Moreover, recent literature has highlighted the policy implications of club convergence. The author clearly points out that understanding the convergence mode of energy intensity and its driving factors is of great significance for local governments to implement targeted energy-saving policies [
37,
39]. The article points out that the development of green finance in China presents a phenomenon of club convergence. At the same time, it reveals the evolution trend and reasons for the green finance development gap. It provides a policy basis for promoting the coordinated development of green finance in China [
40].
There are two problems with the current research on energy convergence. The first is that most of the existing literature has studied energy intensity, ignoring the relationship between China’s electrification process and its coordinated economic development. Therefore, the study of electricity intensity convergence has practical implications for regional differences in China’s electricity development and for exploring low-energy consumption development models. Secondly, the current sample level of research is focused on the national, provincial, and city levels, without further exploring the relationship between industries, ignoring the industrial restructuring that has taken place in China in recent years.

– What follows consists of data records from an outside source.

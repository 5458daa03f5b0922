//! Top-level coordination loop.
//!
//! One iteration per tick: for every category due for polling, fetch quotes
//! from both venues under the retry executor, detect opportunities, create
//! and advance positions, scan entered positions for expiry, fold results
//! into the performance tracker, and recompute the polling cadence. Every
//! step lands in the task journal.
//!
//! On start, before the first tick, resumption replays the journal to
//! reconstruct per-category poll times and reloads open positions from the
//! repository. The journal is an audit and idempotency trail only; the
//! repository is the source of truth for position state.

use std::collections::{HashMap, HashSet};
use std::str::FromStr;
use std::sync::Arc;

use futures::stream::{self, StreamExt};
use strum::IntoEnumIterator;
use time::OffsetDateTime;
use tracing::{error, info, instrument, warn};

use crate::arbitrage::find_opportunities;
use crate::config::Config;
use crate::error::{AgentError, Result};
use crate::market::{MarketCategory, PriceSource, Quote, Venue};
use crate::metrics::{self, CycleTimer};
use crate::performance::PerformanceTracker;
use crate::position::{LifecycleManager, PositionState, SettlementSource};
use crate::retry::with_retry;
use crate::scheduler::AdaptiveScheduler;
use crate::storage::{
    PerformanceStore, PositionRepository, TaskAction, TaskJournal, TaskLogEntry, TaskStatus,
};
use crate::utils::ShutdownListener;

/// Completed (subject, action) pairs from the interrupted tick, consulted by
/// the first cycle after a resume so no step runs twice.
type ResumedSteps = HashSet<(String, TaskAction)>;

/// The coordination engine. Single instance per store; holds the only write
/// access to the schedule.
pub struct Coordinator {
    config: Config,
    sources: Vec<Arc<dyn PriceSource>>,
    repository: Arc<dyn PositionRepository>,
    journal: Arc<dyn TaskJournal>,
    lifecycle: LifecycleManager,
    tracker: PerformanceTracker,
    scheduler: AdaptiveScheduler,
    settlement: Arc<dyn SettlementSource>,
    shutdown: ShutdownListener,
    resumed_steps: Option<ResumedSteps>,
}

impl Coordinator {
    /// Wire up the engine from its collaborators.
    #[allow(clippy::too_many_arguments)]
    pub fn new(
        config: Config,
        sources: Vec<Arc<dyn PriceSource>>,
        repository: Arc<dyn PositionRepository>,
        journal: Arc<dyn TaskJournal>,
        performance: Arc<dyn PerformanceStore>,
        settlement: Arc<dyn SettlementSource>,
        shutdown: ShutdownListener,
    ) -> Self {
        let lifecycle = LifecycleManager::new(
            repository.clone(),
            journal.clone(),
            config.default_expiry_days,
        );
        let tracker = PerformanceTracker::new(performance, config.base_poll_interval_secs);
        let scheduler = AdaptiveScheduler::new(
            config.base_poll_interval_secs,
            config.min_poll_interval_secs,
            config.max_poll_interval_secs,
        );

        Self {
            config,
            sources,
            repository,
            journal,
            lifecycle,
            tracker,
            scheduler,
            settlement,
            shutdown,
            resumed_steps: None,
        }
    }

    /// Tick until shutdown. Call [`Coordinator::resume`] first. Persistence
    /// failures are fatal and propagate.
    pub async fn run(&mut self) -> Result<()> {
        let mut tick =
            tokio::time::interval(std::time::Duration::from_secs(self.config.tick_secs));
        tick.set_missed_tick_behavior(tokio::time::MissedTickBehavior::Delay);
        let mut shutdown = self.shutdown.clone();

        loop {
            tokio::select! {
                _ = shutdown.wait() => break,
                _ = tick.tick() => {
                    if self.shutdown.is_triggered() {
                        break;
                    }
                    self.run_cycle().await?;
                }
            }
        }

        info!("Coordinator drained");
        Ok(())
    }

    /// Reconstruct scheduling state and open positions after a stop.
    #[instrument(skip(self))]
    pub async fn resume(&mut self) -> Result<()> {
        let entries = self.journal.replay_since(None).await?;

        // Latest journaled action per category feeds last_polled_at.
        let mut last_recover = None;
        for (i, entry) in entries.iter().enumerate() {
            if entry.action == TaskAction::Recover {
                last_recover = Some(i);
            }
            if let Ok(category) = MarketCategory::from_str(&entry.subject_id) {
                self.scheduler.restore(category, entry.timestamp);
            }
        }

        // State-changing steps already journaled success after the last
        // recover (the interrupted tick) are not re-issued by the first
        // cycle. Monitor touches are idempotent and excluded.
        let resumed: ResumedSteps = entries
            .iter()
            .skip(last_recover.map_or(0, |i| i + 1))
            .filter(|e| {
                e.status == TaskStatus::Success
                    && matches!(e.action, TaskAction::PlaceOrder | TaskAction::Resolve)
            })
            .map(|e| (e.subject_id.clone(), e.action))
            .collect();

        let open = self.repository.open_positions().await?;
        if !entries.is_empty() || !open.is_empty() {
            info!(
                journal_entries = entries.len(),
                open_positions = open.len(),
                "Resuming from persisted state"
            );
        }

        self.journal
            .append(
                TaskLogEntry::new(TaskAction::Recover, TaskStatus::Success, "coordinator")
                    .with_detail(format!(
                        "journal_entries={} open_positions={}",
                        entries.len(),
                        open.len()
                    )),
            )
            .await?;

        self.resumed_steps = Some(resumed);
        Ok(())
    }

    /// One full coordination cycle over all due categories.
    #[instrument(skip(self))]
    pub async fn run_cycle(&mut self) -> Result<()> {
        let _timer = CycleTimer::start();
        let now = OffsetDateTime::now_utc();

        let due: Vec<MarketCategory> = MarketCategory::iter()
            .filter(|c| self.scheduler.is_due(*c, now))
            .collect();
        if due.is_empty() {
            return Ok(());
        }

        // Consumed only once real work starts; an idle tick keeps the
        // resumed-step set intact for the first working cycle.
        let resumed_steps = self.resumed_steps.take().unwrap_or_default();

        let quotes = self.fetch_due(&due).await?;

        for &category in &due {
            if self.shutdown.is_triggered() {
                return Ok(());
            }

            if let Some(by_venue) = quotes.get(&category) {
                self.detect_and_open(category, by_venue, &resumed_steps, now)
                    .await?;
            }

            self.advance_positions(category, &resumed_steps, now).await?;
            self.scheduler.mark_polled(category, now);
        }

        Ok(())
    }

    /// Fetch quotes for all due categories from every venue, bounded
    /// concurrent, each fetch wrapped in the retry executor. A venue that
    /// exhausts its retries is skipped for this cycle.
    async fn fetch_due(
        &self,
        due: &[MarketCategory],
    ) -> Result<HashMap<MarketCategory, HashMap<Venue, Vec<Quote>>>> {
        let mut jobs = Vec::new();
        for &category in due {
            for source in &self.sources {
                let source = source.clone();
                let journal = self.journal.clone();
                let mut listener = self.shutdown.clone();
                let max_attempts = self.config.max_fetch_attempts;
                jobs.push(async move {
                    let subject = category.to_string();
                    let result = with_retry(
                        source.venue(),
                        &subject,
                        max_attempts,
                        &*journal,
                        &mut listener,
                        || source.fetch(category),
                    )
                    .await;
                    (category, source.venue(), result)
                });
            }
        }

        let results: Vec<(MarketCategory, Venue, Result<Vec<Quote>>)> = stream::iter(jobs)
            .buffer_unordered(self.config.fetch_concurrency)
            .collect()
            .await;

        let mut quotes: HashMap<MarketCategory, HashMap<Venue, Vec<Quote>>> = HashMap::new();
        for (category, venue, result) in results {
            match result {
                Ok(fetched) => {
                    let valid = self.discard_invalid(category, fetched).await?;
                    quotes.entry(category).or_default().insert(venue, valid);
                }
                Err(AgentError::Fetch(err)) => {
                    if !err.is_cancelled() {
                        warn!(venue = %venue, category = %category, error = %err, "Venue skipped for this cycle");
                    }
                }
                // Anything else is a persistence failure from the retry
                // executor's journaling; fatal.
                Err(err) => return Err(err),
            }
        }
        Ok(quotes)
    }

    /// Drop malformed quotes, journaling each discard.
    async fn discard_invalid(
        &self,
        category: MarketCategory,
        fetched: Vec<Quote>,
    ) -> Result<Vec<Quote>> {
        let mut valid = Vec::with_capacity(fetched.len());
        for quote in fetched {
            match quote.validate() {
                Ok(()) => valid.push(quote),
                Err(err) => {
                    metrics::inc_quote_rejected(quote.venue);
                    warn!(venue = %quote.venue, error = %err, "Quote discarded");
                    self.journal
                        .append(
                            TaskLogEntry::new(
                                TaskAction::Detect,
                                TaskStatus::Failure,
                                category.to_string(),
                            )
                            .with_error(err.to_string()),
                        )
                        .await?;
                }
            }
        }
        Ok(valid)
    }

    /// Run detection for one category and open positions for hits. Each new
    /// position advances straight to `entered` in the same cycle.
    async fn detect_and_open(
        &self,
        category: MarketCategory,
        by_venue: &HashMap<Venue, Vec<Quote>>,
        resumed_steps: &ResumedSteps,
        now: OffsetDateTime,
    ) -> Result<()> {
        let (Some(quotes_a), Some(quotes_b)) = (
            by_venue.get(&Venue::Polymarket),
            by_venue.get(&Venue::Kalshi),
        ) else {
            // Pair matching needs both venues.
            return Ok(());
        };

        for opportunity in find_opportunities(quotes_a, quotes_b, self.config.total_stake) {
            metrics::inc_opportunity_detected(&category.to_string());

            let Some(position) = self.lifecycle.create(&opportunity, now).await? else {
                continue;
            };
            self.tracker.record_detection(category).await?;

            if resumed_steps.contains(&(position.id.to_string(), TaskAction::PlaceOrder)) {
                continue;
            }
            match self.lifecycle.enter(position.id, now).await {
                Ok(_) => {}
                Err(AgentError::Transition(err)) => {
                    warn!(error = %err, "Order placement skipped");
                }
                Err(err) => return Err(err),
            }
        }
        Ok(())
    }

    /// Advance every open position in a category: enter stragglers still in
    /// `watching`, resolve those past expiry, monitor the rest.
    async fn advance_positions(
        &self,
        category: MarketCategory,
        resumed_steps: &ResumedSteps,
        now: OffsetDateTime,
    ) -> Result<()> {
        // Entered positions past expiry first, via the repository's range
        // query, so a resolved position is gone before the monitor scan.
        let expiring = self.repository.expiring_before(now).await?;
        for position in expiring.into_iter().filter(|p| p.category == category) {
            let id = position.id;
            if resumed_steps.contains(&(id.to_string(), TaskAction::Resolve)) {
                continue;
            }
            let settlement = self.settlement.settle(&position).await;
            match self.lifecycle.resolve(id, settlement, now).await {
                Ok(resolved) => {
                    let actual = resolved.actual_profit.unwrap_or(resolved.target_profit);
                    let row = self.tracker.record_resolution(category, actual).await?;
                    let interval = self.scheduler.recompute(category, row.success_rate);
                    self.tracker.record_poll_interval(category, interval).await?;
                }
                Err(AgentError::Transition(err)) => {
                    warn!(error = %err, "Resolution rejected");
                }
                Err(err) => {
                    error!(position_id = %id, error = %err, "Resolution failed");
                    return Err(err);
                }
            }
        }

        let open = self.repository.open_positions().await?;
        for position in open.into_iter().filter(|p| p.category == category) {
            let id = position.id;

            match position.state {
                PositionState::Watching => {
                    if resumed_steps.contains(&(id.to_string(), TaskAction::PlaceOrder)) {
                        continue;
                    }
                    match self.lifecycle.enter(id, now).await {
                        Ok(_) => {}
                        Err(AgentError::Transition(err)) => {
                            warn!(error = %err, "Entry skipped");
                        }
                        Err(err) => return Err(err),
                    }
                }
                PositionState::Entered if !position.is_expired(now) => {
                    self.lifecycle.monitor(id, now).await?;
                }
                // Entered past expiry: resolution was rejected above, leave
                // it for the next cycle.
                _ => {}
            }
        }
        Ok(())
    }
}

Therefore, considering that electricity intensity reflects the output value brought by kWh consumption, the trend of electricity intensity in each province of China reflects the efficiency of economic development to a certain extent. The key issues that this paper attempts to analyze are (1) to analyze the characteristics of regional industrial development by analyzing the development trend of inter-regional electricity intensity; (2) to explore the characteristics of development efficiency and trends among different industries in China by analyzing from three perspectives of GDP electricity intensity, secondary industry, and tertiary industry electricity intensity; (3) to provide policy recommendations for China’s regional economic development based on these analyses of reference. Accordingly, the innovative points of this study could be concluded in three points. (1) Electricity intensity reflects the output value per unit of electricity, which is an important indicator reflecting the coordination between regional economy and energy consumption as well as high-quality economic development. (2) The club convergence log t-test used in this paper is a data-driven trend analysis method, which can reduce the subjective bias caused by artificial groupings and better reflects the real development and convergence tendency. (3) The results of the study state the regional diversity in electricity intensity, which implies the problems of imbalance during the industrialization of developing countries and provides insight for policymakers.
The paper is organized as follows: The first part is the background and introduction, the second part is the methodology and data, the third part is the empirical results and analysis, and the fourth part is the conclusion and corresponding policy recommendations.